══ Dataset records ══

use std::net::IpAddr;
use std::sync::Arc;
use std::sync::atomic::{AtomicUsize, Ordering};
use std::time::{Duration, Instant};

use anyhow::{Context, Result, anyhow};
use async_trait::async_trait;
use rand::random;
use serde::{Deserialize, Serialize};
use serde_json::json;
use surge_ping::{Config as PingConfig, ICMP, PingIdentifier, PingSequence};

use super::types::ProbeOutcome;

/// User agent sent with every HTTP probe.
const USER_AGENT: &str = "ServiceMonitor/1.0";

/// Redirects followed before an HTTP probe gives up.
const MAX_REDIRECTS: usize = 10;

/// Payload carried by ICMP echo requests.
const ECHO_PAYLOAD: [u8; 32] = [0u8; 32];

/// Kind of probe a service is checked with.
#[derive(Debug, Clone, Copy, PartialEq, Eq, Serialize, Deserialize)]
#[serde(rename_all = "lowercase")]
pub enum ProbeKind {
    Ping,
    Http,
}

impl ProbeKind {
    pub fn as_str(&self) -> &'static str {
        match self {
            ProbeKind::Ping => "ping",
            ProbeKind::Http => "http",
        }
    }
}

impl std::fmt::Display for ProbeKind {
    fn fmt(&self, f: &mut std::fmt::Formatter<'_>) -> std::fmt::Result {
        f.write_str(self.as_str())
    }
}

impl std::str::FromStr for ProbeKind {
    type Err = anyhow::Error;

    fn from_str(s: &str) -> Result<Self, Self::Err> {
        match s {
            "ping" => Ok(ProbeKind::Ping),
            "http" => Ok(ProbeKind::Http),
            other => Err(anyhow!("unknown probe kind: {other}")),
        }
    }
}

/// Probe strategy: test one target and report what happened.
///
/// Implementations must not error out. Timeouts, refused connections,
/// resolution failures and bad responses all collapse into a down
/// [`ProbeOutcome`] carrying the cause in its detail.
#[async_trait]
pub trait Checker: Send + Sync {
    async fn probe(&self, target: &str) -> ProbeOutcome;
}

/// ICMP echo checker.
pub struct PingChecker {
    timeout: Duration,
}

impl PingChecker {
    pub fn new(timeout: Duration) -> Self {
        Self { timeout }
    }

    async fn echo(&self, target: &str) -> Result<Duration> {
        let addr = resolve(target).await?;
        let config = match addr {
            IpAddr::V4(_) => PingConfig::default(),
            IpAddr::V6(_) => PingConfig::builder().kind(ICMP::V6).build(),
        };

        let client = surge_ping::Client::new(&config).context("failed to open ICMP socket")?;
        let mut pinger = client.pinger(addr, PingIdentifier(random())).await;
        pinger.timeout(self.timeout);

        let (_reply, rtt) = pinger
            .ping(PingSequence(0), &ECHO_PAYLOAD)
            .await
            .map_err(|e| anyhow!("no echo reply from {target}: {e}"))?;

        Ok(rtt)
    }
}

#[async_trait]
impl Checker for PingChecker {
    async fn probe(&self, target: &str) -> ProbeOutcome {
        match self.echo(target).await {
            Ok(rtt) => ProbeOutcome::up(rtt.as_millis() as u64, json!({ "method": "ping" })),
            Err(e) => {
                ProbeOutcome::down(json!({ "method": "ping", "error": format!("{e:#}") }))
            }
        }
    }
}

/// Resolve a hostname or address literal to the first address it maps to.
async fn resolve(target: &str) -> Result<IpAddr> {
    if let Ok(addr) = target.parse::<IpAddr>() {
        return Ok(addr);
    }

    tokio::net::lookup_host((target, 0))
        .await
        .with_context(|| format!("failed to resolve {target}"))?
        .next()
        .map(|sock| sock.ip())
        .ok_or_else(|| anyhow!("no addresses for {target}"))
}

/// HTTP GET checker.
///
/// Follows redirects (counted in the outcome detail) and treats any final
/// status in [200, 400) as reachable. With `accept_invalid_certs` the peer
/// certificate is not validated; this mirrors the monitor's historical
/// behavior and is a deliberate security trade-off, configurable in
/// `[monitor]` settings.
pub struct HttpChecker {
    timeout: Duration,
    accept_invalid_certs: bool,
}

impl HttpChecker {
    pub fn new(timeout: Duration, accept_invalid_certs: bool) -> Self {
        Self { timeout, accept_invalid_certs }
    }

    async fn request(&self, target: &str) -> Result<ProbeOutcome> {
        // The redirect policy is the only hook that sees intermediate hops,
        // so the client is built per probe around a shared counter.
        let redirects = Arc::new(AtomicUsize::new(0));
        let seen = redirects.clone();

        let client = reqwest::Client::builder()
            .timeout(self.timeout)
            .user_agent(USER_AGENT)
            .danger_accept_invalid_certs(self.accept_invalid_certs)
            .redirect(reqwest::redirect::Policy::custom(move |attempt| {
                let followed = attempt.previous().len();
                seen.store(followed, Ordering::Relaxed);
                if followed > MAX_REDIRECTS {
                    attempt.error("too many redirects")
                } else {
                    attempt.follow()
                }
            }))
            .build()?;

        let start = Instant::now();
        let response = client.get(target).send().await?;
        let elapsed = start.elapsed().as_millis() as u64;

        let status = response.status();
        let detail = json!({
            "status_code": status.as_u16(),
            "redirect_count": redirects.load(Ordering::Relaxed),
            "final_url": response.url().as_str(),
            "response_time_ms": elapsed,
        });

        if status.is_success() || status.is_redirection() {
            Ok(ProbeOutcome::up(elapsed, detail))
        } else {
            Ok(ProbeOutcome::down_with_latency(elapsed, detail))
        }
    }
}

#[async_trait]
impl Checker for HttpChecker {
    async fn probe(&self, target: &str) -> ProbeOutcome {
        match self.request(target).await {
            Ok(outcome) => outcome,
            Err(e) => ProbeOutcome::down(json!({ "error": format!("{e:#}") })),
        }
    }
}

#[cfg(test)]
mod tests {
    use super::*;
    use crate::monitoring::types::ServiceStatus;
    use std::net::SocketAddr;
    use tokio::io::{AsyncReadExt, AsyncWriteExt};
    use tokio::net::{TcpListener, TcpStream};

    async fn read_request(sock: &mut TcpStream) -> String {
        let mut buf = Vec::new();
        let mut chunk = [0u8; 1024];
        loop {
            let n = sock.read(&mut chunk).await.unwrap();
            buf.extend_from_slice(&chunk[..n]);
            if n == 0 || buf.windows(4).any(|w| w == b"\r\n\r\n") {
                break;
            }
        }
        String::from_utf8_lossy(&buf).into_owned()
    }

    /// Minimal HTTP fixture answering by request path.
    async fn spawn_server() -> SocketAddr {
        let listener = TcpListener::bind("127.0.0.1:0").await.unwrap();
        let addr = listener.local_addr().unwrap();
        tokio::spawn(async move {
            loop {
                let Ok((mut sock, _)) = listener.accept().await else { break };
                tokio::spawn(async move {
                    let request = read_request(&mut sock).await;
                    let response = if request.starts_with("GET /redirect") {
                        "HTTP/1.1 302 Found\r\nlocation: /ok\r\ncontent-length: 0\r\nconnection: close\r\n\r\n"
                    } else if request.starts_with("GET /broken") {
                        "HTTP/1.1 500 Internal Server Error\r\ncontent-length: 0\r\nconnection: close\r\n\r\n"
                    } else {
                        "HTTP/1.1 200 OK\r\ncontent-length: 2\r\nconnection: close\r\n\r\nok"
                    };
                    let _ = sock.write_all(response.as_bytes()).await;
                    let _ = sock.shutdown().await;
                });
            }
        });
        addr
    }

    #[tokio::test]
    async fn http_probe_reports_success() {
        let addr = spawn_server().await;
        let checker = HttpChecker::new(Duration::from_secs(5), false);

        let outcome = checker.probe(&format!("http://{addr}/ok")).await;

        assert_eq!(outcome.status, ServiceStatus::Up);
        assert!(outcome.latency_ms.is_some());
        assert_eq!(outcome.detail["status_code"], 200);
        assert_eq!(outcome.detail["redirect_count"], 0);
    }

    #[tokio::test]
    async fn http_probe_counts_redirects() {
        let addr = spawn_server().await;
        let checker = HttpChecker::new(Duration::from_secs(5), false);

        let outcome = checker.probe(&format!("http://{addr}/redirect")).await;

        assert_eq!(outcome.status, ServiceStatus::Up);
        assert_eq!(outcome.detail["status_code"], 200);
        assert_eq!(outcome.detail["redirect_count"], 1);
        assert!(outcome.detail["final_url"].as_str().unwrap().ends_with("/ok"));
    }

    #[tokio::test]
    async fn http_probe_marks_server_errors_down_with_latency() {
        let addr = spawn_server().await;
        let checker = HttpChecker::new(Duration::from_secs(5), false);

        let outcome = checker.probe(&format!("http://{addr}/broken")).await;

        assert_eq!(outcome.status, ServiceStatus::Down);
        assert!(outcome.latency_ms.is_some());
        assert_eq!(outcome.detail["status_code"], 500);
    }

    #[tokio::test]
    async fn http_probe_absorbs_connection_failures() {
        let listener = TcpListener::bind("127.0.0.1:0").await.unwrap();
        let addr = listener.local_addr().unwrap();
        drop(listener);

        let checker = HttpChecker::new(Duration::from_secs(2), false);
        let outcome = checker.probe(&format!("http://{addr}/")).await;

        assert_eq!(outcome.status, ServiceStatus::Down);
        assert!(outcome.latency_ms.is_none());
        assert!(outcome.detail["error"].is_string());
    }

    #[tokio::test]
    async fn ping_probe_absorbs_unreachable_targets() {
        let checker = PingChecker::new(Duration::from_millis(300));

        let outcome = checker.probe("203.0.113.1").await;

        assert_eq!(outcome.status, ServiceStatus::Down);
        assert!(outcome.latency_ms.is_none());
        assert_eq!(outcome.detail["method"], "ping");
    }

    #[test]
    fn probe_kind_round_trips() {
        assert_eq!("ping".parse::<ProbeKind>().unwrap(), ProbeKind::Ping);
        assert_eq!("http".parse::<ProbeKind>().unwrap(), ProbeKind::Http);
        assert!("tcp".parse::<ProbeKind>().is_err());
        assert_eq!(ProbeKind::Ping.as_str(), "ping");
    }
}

═══
══ Dataset records ══

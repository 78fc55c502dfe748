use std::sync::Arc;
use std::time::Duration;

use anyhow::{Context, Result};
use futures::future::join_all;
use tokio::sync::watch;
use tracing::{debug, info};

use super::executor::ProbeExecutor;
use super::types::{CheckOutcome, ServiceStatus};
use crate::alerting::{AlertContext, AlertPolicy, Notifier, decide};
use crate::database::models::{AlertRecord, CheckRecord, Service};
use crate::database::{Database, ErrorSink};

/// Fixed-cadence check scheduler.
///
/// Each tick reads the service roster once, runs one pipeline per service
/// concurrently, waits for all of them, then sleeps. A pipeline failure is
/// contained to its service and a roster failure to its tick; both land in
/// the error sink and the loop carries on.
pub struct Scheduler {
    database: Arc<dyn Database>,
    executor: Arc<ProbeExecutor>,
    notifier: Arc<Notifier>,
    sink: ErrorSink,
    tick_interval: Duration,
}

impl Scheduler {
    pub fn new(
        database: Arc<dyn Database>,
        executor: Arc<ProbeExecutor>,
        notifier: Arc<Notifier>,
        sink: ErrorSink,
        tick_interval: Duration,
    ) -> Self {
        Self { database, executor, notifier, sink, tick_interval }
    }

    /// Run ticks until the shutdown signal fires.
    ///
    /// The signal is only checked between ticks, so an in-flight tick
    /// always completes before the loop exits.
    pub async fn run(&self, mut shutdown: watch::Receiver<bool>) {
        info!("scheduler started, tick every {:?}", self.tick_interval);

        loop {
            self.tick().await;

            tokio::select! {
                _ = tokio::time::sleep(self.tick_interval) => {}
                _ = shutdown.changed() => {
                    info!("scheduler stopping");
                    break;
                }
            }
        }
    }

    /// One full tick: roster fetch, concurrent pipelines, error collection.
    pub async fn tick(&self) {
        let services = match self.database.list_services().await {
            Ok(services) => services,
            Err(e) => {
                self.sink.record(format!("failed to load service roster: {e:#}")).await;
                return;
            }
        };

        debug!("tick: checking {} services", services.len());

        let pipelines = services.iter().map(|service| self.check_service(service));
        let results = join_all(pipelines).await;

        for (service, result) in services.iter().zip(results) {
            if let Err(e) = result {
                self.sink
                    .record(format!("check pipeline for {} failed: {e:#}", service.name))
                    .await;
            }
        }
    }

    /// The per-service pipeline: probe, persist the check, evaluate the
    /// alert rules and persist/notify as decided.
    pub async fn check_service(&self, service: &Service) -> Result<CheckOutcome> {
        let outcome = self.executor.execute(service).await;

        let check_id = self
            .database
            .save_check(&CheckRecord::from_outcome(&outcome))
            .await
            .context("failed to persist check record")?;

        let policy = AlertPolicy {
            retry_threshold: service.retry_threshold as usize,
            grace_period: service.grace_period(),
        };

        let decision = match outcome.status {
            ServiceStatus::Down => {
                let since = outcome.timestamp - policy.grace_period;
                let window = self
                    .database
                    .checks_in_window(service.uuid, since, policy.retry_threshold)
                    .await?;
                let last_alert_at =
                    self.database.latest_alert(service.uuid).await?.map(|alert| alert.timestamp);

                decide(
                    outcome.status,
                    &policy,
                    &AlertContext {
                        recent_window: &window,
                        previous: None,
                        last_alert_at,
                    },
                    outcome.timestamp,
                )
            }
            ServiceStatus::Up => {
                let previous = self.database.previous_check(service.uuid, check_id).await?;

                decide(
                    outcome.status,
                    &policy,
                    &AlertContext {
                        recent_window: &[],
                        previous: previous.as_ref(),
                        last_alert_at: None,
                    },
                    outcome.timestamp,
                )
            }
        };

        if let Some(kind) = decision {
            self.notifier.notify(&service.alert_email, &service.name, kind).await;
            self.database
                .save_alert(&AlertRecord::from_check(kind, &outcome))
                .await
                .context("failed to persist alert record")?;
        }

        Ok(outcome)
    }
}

═══

## Exercise directions
One stretch of the lines above is wanted, from the line that contains "let Ok((mut sock, _))" through the line that contains "let request = read_request(&mut". Output it exactly.

## Problem solution
                let Ok((mut sock, _)) = listener.accept().await else { break };
                tokio::spawn(async move {
                    let request = read_request(&mut sock).await;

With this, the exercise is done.